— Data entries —
◆ ◆ ◆ ◆ ◆ ◆ ◆

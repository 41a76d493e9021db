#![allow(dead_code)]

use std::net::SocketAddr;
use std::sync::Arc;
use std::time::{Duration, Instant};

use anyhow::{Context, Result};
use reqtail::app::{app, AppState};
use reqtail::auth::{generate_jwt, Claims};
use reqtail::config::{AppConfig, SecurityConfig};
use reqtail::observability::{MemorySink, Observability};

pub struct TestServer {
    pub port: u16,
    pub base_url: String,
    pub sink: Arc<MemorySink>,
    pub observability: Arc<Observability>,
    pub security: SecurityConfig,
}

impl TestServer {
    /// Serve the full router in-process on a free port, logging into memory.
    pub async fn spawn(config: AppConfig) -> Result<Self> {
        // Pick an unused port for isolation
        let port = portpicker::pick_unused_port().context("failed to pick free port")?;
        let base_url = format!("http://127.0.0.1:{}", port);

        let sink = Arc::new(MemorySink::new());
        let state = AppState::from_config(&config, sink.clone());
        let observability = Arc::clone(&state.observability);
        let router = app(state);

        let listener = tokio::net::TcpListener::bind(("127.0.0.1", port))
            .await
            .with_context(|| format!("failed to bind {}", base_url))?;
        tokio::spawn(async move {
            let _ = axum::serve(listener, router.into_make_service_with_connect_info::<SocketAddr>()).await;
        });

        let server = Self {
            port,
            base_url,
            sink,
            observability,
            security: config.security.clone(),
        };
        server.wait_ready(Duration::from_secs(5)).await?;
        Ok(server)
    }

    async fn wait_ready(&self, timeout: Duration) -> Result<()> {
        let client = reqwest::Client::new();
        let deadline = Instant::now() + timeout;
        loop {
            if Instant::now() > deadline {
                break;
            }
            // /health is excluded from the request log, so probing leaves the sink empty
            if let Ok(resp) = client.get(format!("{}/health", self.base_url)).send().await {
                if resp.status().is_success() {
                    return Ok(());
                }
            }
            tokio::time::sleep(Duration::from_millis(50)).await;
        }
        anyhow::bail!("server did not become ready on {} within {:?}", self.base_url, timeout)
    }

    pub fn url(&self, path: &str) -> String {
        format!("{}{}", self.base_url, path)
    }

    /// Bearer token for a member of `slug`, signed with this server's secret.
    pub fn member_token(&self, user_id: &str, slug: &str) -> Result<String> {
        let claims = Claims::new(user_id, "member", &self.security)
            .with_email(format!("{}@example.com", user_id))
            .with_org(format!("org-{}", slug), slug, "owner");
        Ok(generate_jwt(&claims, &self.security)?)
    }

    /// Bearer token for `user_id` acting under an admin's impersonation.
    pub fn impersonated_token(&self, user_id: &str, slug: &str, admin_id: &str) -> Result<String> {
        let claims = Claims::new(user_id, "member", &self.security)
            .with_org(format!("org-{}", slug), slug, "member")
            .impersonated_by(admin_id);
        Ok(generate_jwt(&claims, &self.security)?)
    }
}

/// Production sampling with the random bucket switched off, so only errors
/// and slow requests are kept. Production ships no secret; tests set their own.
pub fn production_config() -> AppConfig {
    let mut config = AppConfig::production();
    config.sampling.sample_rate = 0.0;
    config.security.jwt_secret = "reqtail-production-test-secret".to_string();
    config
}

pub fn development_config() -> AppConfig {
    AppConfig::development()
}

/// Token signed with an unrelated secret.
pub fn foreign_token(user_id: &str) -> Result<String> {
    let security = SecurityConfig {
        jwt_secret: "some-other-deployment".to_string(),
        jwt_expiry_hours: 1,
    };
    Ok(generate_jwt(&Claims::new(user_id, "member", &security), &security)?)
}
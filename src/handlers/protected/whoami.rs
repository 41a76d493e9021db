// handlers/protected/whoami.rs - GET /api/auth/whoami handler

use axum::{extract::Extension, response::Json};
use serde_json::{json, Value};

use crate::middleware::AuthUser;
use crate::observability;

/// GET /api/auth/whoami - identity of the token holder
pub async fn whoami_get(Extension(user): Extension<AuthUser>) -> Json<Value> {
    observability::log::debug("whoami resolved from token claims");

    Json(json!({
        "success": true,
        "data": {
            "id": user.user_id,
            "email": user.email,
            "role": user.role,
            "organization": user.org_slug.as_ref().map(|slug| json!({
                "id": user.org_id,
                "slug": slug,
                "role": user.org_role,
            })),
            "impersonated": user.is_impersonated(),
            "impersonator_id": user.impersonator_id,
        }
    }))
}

◆ ◆ ◆ ◆ ◆ ◆ ◆

— Instructions for the task —
Copy every line above that holds the word "port".

— Answer box —
    pub port: u16,
    /// Serve the full router in-process on a free port, logging into memory.
        // Pick an unused port for isolation
        let port = portpicker::pick_unused_port().context("failed to pick free port")?;
        let base_url = format!("http://127.0.0.1:{}", port);
        let listener = tokio::net::TcpListener::bind(("127.0.0.1", port))
            port,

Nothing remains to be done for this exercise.